They say they are protesting elections. They
say the anger being witnessed in the streets is over a mismanagement of
elections.
Maybe yes, it is about elections. Perhaps, no,
this is not about elections.
In the summer of 2017, the Southern region
almost went up in flames. Young men mostly started barricading roads, stoning
cars and properties, demanding payments from road users. A few people ended up
killed in the hands of that ravenous mob.
Reason? They said that they were protesting
bloodsuckers. They claimed that their communities were being terrorised by
bloodsuckers. And, as a revenge, they were targeting anyone strange in those
communities.
However, those who attempted to understand that
wave of violence beyond what was presented doubted the narrative. The violence
was mostly in peri-urban areas. Places where there had been no report of
bloodsucking. What was worse? These protestors could be bought off: if you had
money, pay them, then they would let you use the road.
In that discontent, the Central and Northern
regions of the country were almost at ease. There was hardly any upheaval.
For those who aimed to present the violence as
a symptom of a deeper and more complex discontent, they could have been
forgiven if they were to ascertain that the other two regions were content.

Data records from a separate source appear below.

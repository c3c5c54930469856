// Reader for nmap's `-oX` output. nmap writes a flat, attribute-heavy
// document, so element attributes are pulled out with regexes rather than
// a full XML parser.
use regex::{Captures, Regex};
use std::collections::HashMap;
use std::net::IpAddr;

use crate::error::{Result, ScanError};
use crate::scanner::results::{HostResult, Hostname, OsMatch, PortEntry, RunInfo, ServiceInfo};

lazy_static::lazy_static! {
    static ref NMAPRUN: Regex = Regex::new(r"<nmaprun\b([^>]*)>").unwrap();
    static ref FINISHED: Regex = Regex::new(r"<finished\b([^>]*)>").unwrap();
    static ref HOST: Regex = Regex::new(r"(?s)<host\b[^>]*>(.*?)</host>").unwrap();
    static ref STATUS: Regex = Regex::new(r"<status\b([^>]*)>").unwrap();
    static ref ADDRESS: Regex = Regex::new(r"<address\b([^>]*)>").unwrap();
    static ref HOSTNAME: Regex = Regex::new(r"<hostname\b([^>]*)>").unwrap();
    static ref PORT: Regex = Regex::new(r"(?s)<port\b([^>]*)>(.*?)</port>").unwrap();
    static ref STATE: Regex = Regex::new(r"<state\b([^>]*)>").unwrap();
    static ref SERVICE: Regex = Regex::new(r"<service\b([^>]*)>").unwrap();
    static ref OSMATCH: Regex = Regex::new(r"<osmatch\b([^>]*)>").unwrap();
    static ref ATTRIBUTE: Regex = Regex::new(r#"([\w:-]+)="([^"]*)""#).unwrap();
    static ref ENTITY: Regex = Regex::new(r"&(lt|gt|quot|apos|amp|#[0-9]+|#x[0-9a-fA-F]+);").unwrap();
}

/// Parsed `-oX` document.
#[derive(Debug, Clone, Default)]
pub struct NmapRun {
    pub run: RunInfo,
    pub hosts: Vec<HostResult>,
}

pub fn parse_nmap_xml(xml: &str) -> Result<NmapRun> {
    let root = NMAPRUN
        .captures(xml)
        .ok_or_else(|| ScanError::InvalidXml("missing <nmaprun> element".to_string()))?;
    if !xml.contains("</nmaprun>") {
        return Err(ScanError::InvalidXml("truncated <nmaprun> document".to_string()));
    }
    let root_attrs = attributes(&root[1]);

    let mut run = RunInfo {
        nmap_version: root_attrs.get("version").cloned(),
        command_line: root_attrs.get("args").cloned(),
        ..RunInfo::default()
    };
    if let Some(finished) = FINISHED.captures(xml) {
        let attrs = attributes(&finished[1]);
        run.elapsed_secs = attrs.get("elapsed").and_then(|e| e.parse().ok());
        run.summary = attrs.get("summary").cloned();
    }

    let mut hosts: Vec<HostResult> = HOST
        .captures_iter(xml)
        .filter_map(|cap| parse_host(&cap[1]))
        .collect();

    hosts.sort_by_key(|host| {
        let ip = host.address.parse::<IpAddr>().ok();
        (ip.is_none(), ip, host.address.clone())
    });

    Ok(NmapRun { run, hosts })
}

fn parse_host(body: &str) -> Option<HostResult> {
    let addresses: Vec<HashMap<String, String>> = ADDRESS
        .captures_iter(body)
        .map(|cap| attributes(&cap[1]))
        .collect();
    let address = addresses
        .iter()
        .find(|a| matches!(a.get("addrtype").map(String::as_str), Some("ipv4") | Some("ipv6")))
        .or_else(|| addresses.first())
        .and_then(|a| a.get("addr").cloned())?;

    let state = STATUS
        .captures(body)
        .and_then(|cap| attributes(&cap[1]).remove("state"))
        .unwrap_or_else(|| "unknown".to_string());

    let mut host = HostResult::new(address, state);

    host.hostnames = HOSTNAME
        .captures_iter(body)
        .map(|cap| {
            let mut attrs = attributes(&cap[1]);
            Hostname {
                name: attrs.remove("name").unwrap_or_default(),
                kind: attrs.remove("type").unwrap_or_default(),
            }
        })
        .collect();

    for cap in PORT.captures_iter(body) {
        if let Some(entry) = parse_port(&cap) {
            host.protocols.entry(entry.protocol.clone()).or_default().push(entry);
        }
    }
    for ports in host.protocols.values_mut() {
        ports.sort_by_key(|p| p.port);
    }

    host.os_matches = OSMATCH
        .captures_iter(body)
        .map(|cap| {
            let mut attrs = attributes(&cap[1]);
            OsMatch {
                name: attrs.remove("name").unwrap_or_else(|| "Unknown OS".to_string()),
                accuracy: attrs.get("accuracy").and_then(|a| a.parse().ok()),
            }
        })
        .collect();

    Some(host)
}

fn parse_port(cap: &Captures) -> Option<PortEntry> {
    let mut attrs = attributes(&cap[1]);
    let port = attrs.get("portid")?.parse().ok()?;
    let protocol = attrs.remove("protocol").unwrap_or_else(|| "tcp".to_string());
    let body = &cap[2];

    let state = STATE
        .captures(body)
        .and_then(|c| attributes(&c[1]).remove("state"))
        .unwrap_or_else(|| "unknown".to_string());

    let service = SERVICE.captures(body).map(|c| {
        let mut attrs = attributes(&c[1]);
        ServiceInfo {
            name: attrs.remove("name").unwrap_or_default(),
            product: attrs.remove("product").filter(|s| !s.is_empty()),
            version: attrs.remove("version").filter(|s| !s.is_empty()),
            extra_info: attrs.remove("extrainfo").filter(|s| !s.is_empty()),
        }
    });

    Some(PortEntry { port, protocol, state, service })
}

fn attributes(raw: &str) -> HashMap<String, String> {
    ATTRIBUTE
        .captures_iter(raw)
        .map(|cap| (cap[1].to_string(), unescape(&cap[2])))
        .collect()
}

fn unescape(value: &str) -> String {
    if !value.contains('&') {
        return value.to_string();
    }
    ENTITY
        .replace_all(value, |cap: &Captures| {
            let decoded = match &cap[1] {
                "lt" => Some('<'),
                "gt" => Some('>'),
                "quot" => Some('"'),
                "apos" => Some('\''),
                "amp" => Some('&'),
                num => {
                    let (digits, radix) = match num.strip_prefix("#x") {
                        Some(hex) => (hex, 16),
                        None => (&num[1..], 10),
                    };
                    u32::from_str_radix(digits, radix).ok().and_then(char::from_u32)
                }
            };
            decoded
                .map(String::from)
                .unwrap_or_else(|| cap[0].to_string())
        })
        .into_owned()
}

#[cfg(test)]
mod tests {
    use super::*;

    const SAMPLE: &str = r#"<?xml version="1.0" encoding="UTF-8"?>
<!DOCTYPE nmaprun>
<nmaprun scanner="nmap" args="nmap -oX - -T4 -A -v 192.168.1.0/30" start="1700000000" version="7.94" xmloutputversion="1.05">
<scaninfo type="syn" protocol="tcp" numservices="1000" services="1-1000"/>
<host starttime="1700000001" endtime="1700000009"><status state="up" reason="arp-response" reason_ttl="0"/>
<address addr="192.168.1.10" addrtype="ipv4"/>
<address addr="AA:BB:CC:DD:EE:FF" addrtype="mac" vendor="Acme"/>
<hostnames>
<hostname name="nas.local" type="PTR"/>
</hostnames>
<ports><extraports state="closed" count="997"/>
<port protocol="tcp" portid="443"><state state="open" reason="syn-ack" reason_ttl="64"/><service name="https" product="nginx" version="1.24.0" method="probed" conf="10"/></port>
<port protocol="tcp" portid="22"><state state="open" reason="syn-ack" reason_ttl="64"/><service name="ssh" product="OpenSSH" version="9.6p1 Ubuntu 3ubuntu13" extrainfo="Ubuntu Linux; protocol 2.0" method="probed" conf="10"/></port>
<port protocol="udp" portid="53"><state state="open|filtered" reason="no-response" reason_ttl="0"/><service name="domain" method="table" conf="3"/></port>
</ports>
<os><osmatch name="Linux 5.0 - 5.14" accuracy="98" line="67000"><osclass type="general purpose" vendor="Linux" osfamily="Linux" osgen="5.X" accuracy="98"/></osmatch>
<osmatch name="MikroTik RouterOS 7.2 &amp; later" accuracy="91" line="88000"/></os>
</host>
<host><status state="up" reason="localhost-response" reason_ttl="0"/>
<address addr="192.168.1.2" addrtype="ipv4"/>
<hostnames>
</hostnames>
</host>
<runstats><finished time="1700000010" timestr="Tue Nov 14 22:13:30 2023" summary="Nmap done at Tue Nov 14 22:13:30 2023; 4 IP addresses (2 hosts up) scanned in 9.87 seconds" elapsed="9.87" exit="success"/><hosts up="2" down="2" total="4"/>
</runstats>
</nmaprun>
"#;

    #[test]
    fn test_run_metadata() {
        let parsed = parse_nmap_xml(SAMPLE).unwrap();
        assert_eq!(parsed.run.nmap_version.as_deref(), Some("7.94"));
        assert_eq!(parsed.run.command_line.as_deref(), Some("nmap -oX - -T4 -A -v 192.168.1.0/30"));
        assert_eq!(parsed.run.elapsed_secs, Some(9.87));
        assert!(parsed.run.summary.unwrap().contains("2 hosts up"));
    }

    #[test]
    fn test_hosts_sorted_numerically() {
        let parsed = parse_nmap_xml(SAMPLE).unwrap();
        let addrs: Vec<_> = parsed.hosts.iter().map(|h| h.address.as_str()).collect();
        assert_eq!(addrs, vec!["192.168.1.2", "192.168.1.10"]);
    }

    #[test]
    fn test_ip_address_preferred_over_mac() {
        let parsed = parse_nmap_xml(SAMPLE).unwrap();
        assert!(parsed.hosts.iter().all(|h| !h.address.contains(':')));
    }

    #[test]
    fn test_ports_grouped_and_sorted() {
        let parsed = parse_nmap_xml(SAMPLE).unwrap();
        let host = &parsed.hosts[1];
        assert_eq!(host.state, "up");
        assert_eq!(host.named_hostnames(), vec!["nas.local"]);

        let protocols: Vec<_> = host.protocols.keys().map(String::as_str).collect();
        assert_eq!(protocols, vec!["tcp", "udp"]);

        let tcp = &host.protocols["tcp"];
        assert_eq!(tcp.iter().map(|p| p.port).collect::<Vec<_>>(), vec![22, 443]);
        let ssh = tcp[0].service.as_ref().unwrap();
        assert_eq!(ssh.name, "ssh");
        assert_eq!(ssh.product.as_deref(), Some("OpenSSH"));
        assert_eq!(ssh.version.as_deref(), Some("9.6p1 Ubuntu 3ubuntu13"));
        assert_eq!(ssh.extra_info.as_deref(), Some("Ubuntu Linux; protocol 2.0"));

        let udp = &host.protocols["udp"][0];
        assert_eq!(udp.state, "open|filtered");
        assert_eq!(udp.service.as_ref().unwrap().product, None);
    }

    #[test]
    fn test_os_matches_and_entities() {
        let parsed = parse_nmap_xml(SAMPLE).unwrap();
        let host = &parsed.hosts[1];
        assert_eq!(host.os_matches.len(), 2);
        assert_eq!(host.os_matches[0].name, "Linux 5.0 - 5.14");
        assert_eq!(host.os_matches[0].accuracy, Some(98));
        assert_eq!(host.os_matches[1].name, "MikroTik RouterOS 7.2 & later");
    }

    #[test]
    fn test_host_without_ports() {
        let parsed = parse_nmap_xml(SAMPLE).unwrap();
        let host = &parsed.hosts[0];
        assert!(host.protocols.is_empty());
        assert!(host.hostnames.is_empty());
        assert!(host.os_matches.is_empty());
    }

    #[test]
    fn test_empty_run() {
        let xml = r#"<nmaprun scanner="nmap" version="7.94"><runstats><finished elapsed="0.51"/><hosts up="0" down="1" total="1"/></runstats></nmaprun>"#;
        let parsed = parse_nmap_xml(xml).unwrap();
        assert!(parsed.hosts.is_empty());
    }

    #[test]
    fn test_rejects_non_xml() {
        let err = parse_nmap_xml("Starting Nmap 7.94").unwrap_err();
        assert!(matches!(err, ScanError::InvalidXml(_)));
    }

    #[test]
    fn test_truncated_document_rejected() {
        let err = parse_nmap_xml("<nmaprun scanner=\"nmap\" version=\"7.94\">\n<host>").unwrap_err();
        assert!(matches!(err, ScanError::InvalidXml(_)));
    }

    #[test]
    fn test_numeric_char_refs() {
        assert_eq!(unescape("a&#xa;b&#65;"), "a\nbA");
        assert_eq!(unescape("&amp;lt;"), "&lt;");
    }

    #[test]
    fn test_entities_decoded_once() {
        assert_eq!(unescape("&#38;lt;"), "&lt;");
        assert_eq!(unescape("&#x26;amp;"), "&amp;");
        assert_eq!(unescape("&quot;a&quot; &apos;b&apos; 1 &gt; 0"), "\"a\" 'b' 1 > 0");
        assert_eq!(unescape("&#xFFFFFF; &bogus;"), "&#xFFFFFF; &bogus;");
    }
}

But, now we know, they were just waiting for time.
A
rallying cause
Immediately after the elections were announced,
pockets of protests erupted – especially in the Central region. At first, they
appeared as all those other protests before it.
In 2004, when Bingu wa Mutharika was announced
the winner quite to the chagrin of many voters, there erupted violence. As is
mostly the case, it was in the urban areas.
The opposition parties then, chief of them the
alliance that was led by Gwanda Chakuamba, declined to accept the outcome.
Chakuamba threatened war. The spokesperson of that alliance, Kholiwe
Mkandawire, again rallied for something akin to a war.
Hours after the poll was called, it appeared
the war was coming.
It was a war, maybe, but it never lasted long.
Tyres were burnt, shops were ransacked, a few bullets were showered. Epiphania
Bonjesi, the young daughter of Zingwangwa, became a symbol of state violence.
She was murdered in cold blood, with state apparatus.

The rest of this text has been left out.